PROJECT INDEPTH: PROBING THE BASEMENT ON THE ROOF OF THE WORLD


BROWN, Larry D., Institute for the Study of the Continents, Cornell University, 3120 Snee Hall, Ithaca, NY 14853 and ZHAO, Wenjin, Chinese Academy of Geological Sciences, Baiwanzhuang Street 26, Beijing, 100037, China, ldb7@cornell.edu

Project INDEPTH is a multinational, multidisciplinary initiative that has now collected an extensive suite of geophysical data extending from the high Himalayas to the central portion of the Tibetan plateau. INDEPTH I detailed the geometry of the Main Himalayan detachment beneath which Indian continental crust is subducting beneath the deforming leading edge of Asia, providing an important new constraint on the amount of plate convergence that could be attributed to crustal shortening in the Himalaya.
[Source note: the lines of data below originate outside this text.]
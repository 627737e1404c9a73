//! Read-only chain queries.
//!
//! Every read goes through [`ConnectionManager::ensure_healthy`] first and
//! fails fast when no endpoint can be reached. Transient transport failures
//! are retried under the client's [`RetryPolicy`](crate::RetryPolicy); a
//! transport failure also clears the health flag so the next attempt dials a
//! fresh connection.

use std::{future::Future, sync::Arc, time::Instant};

use cess_types::{BlockHash, BlockNumber};
use parity_scale_codec::Decode;
use tokio_util::sync::CancellationToken;

use crate::{
    config::ClientConfig,
    connection::ConnectionManager,
    error::{Result, SdkError},
    retry::with_retry_cancellable,
    rpc::{Header, NodeRpc},
    storage::StorageAddress,
};

/// Outcome of a point lookup.
///
/// An absent key is [`QueryResult::NotFound`], not an error.
#[derive(Debug)]
pub enum QueryResult<T> {
    /// The key exists and its value decoded.
    Found(T),
    /// The node reported no value under the key.
    NotFound,
    /// The read failed, or the value did not decode.
    Error(SdkError),
}

impl<T> QueryResult<T> {
    /// Whether a value was found.
    #[must_use]
    pub fn is_found(&self) -> bool {
        matches!(self, Self::Found(_))
    }

    /// Whether the key was absent.
    #[must_use]
    pub fn is_not_found(&self) -> bool {
        matches!(self, Self::NotFound)
    }

    /// The error, if the read failed.
    #[must_use]
    pub fn error(&self) -> Option<&SdkError> {
        match self {
            Self::Error(err) => Some(err),
            _ => None,
        }
    }

    /// The value, discarding the distinction between absent and failed.
    #[must_use]
    pub fn found(self) -> Option<T> {
        match self {
            Self::Found(value) => Some(value),
            _ => None,
        }
    }

    /// Converts into `Result<Option<T>>` for use with `?`.
    ///
    /// # Errors
    ///
    /// Returns the read error for [`QueryResult::Error`].
    pub fn into_result(self) -> Result<Option<T>> {
        match self {
            Self::Found(value) => Ok(Some(value)),
            Self::NotFound => Ok(None),
            Self::Error(err) => Err(err),
        }
    }

    /// Maps a found value.
    pub fn map<U>(self, f: impl FnOnce(T) -> U) -> QueryResult<U> {
        match self {
            Self::Found(value) => QueryResult::Found(f(value)),
            Self::NotFound => QueryResult::NotFound,
            Self::Error(err) => QueryResult::Error(err),
        }
    }
}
INDEPTH II seismic and magnetotelluric indications of partial melt in southern Tibet have lent support to tectonic models involving warm, weak crust and attendant material flow at depth. INDEPTH III results that are consistent with such flow beneath the central plateau include a highly conductive crust, restriction of local seismicity to the uppermost crust, reflective lamination in the lower crust, and coherent crustal anisotropy. Mantle tomography of INDEPTH III teleseismic recordings indicate a steeply dipping zone of anomalously fast (cold?) material in the mantle beneath central Tibet that likely marks subducted Indian lithosphere, an interpretation consistent with the gravity field over Tibet. Receiver functions computed beneath INDEPTH stations indicate a segmentation of the Moho that may reflect post-collisional reactivation of older accreted terranes. INDEPTH IV is now poised to complete its megatransect with new surveys across the northeast boundary of the Tibet Plateau as represented by the Kunlun Mountains and Qaidam Basins. INDEPTH IV will not only address outstanding crustal issues such as the role of Moho faults and extent of lower crustal flow, it will test tectonic models that postulate subduction of Asian lithosphere beneath the northern plateau.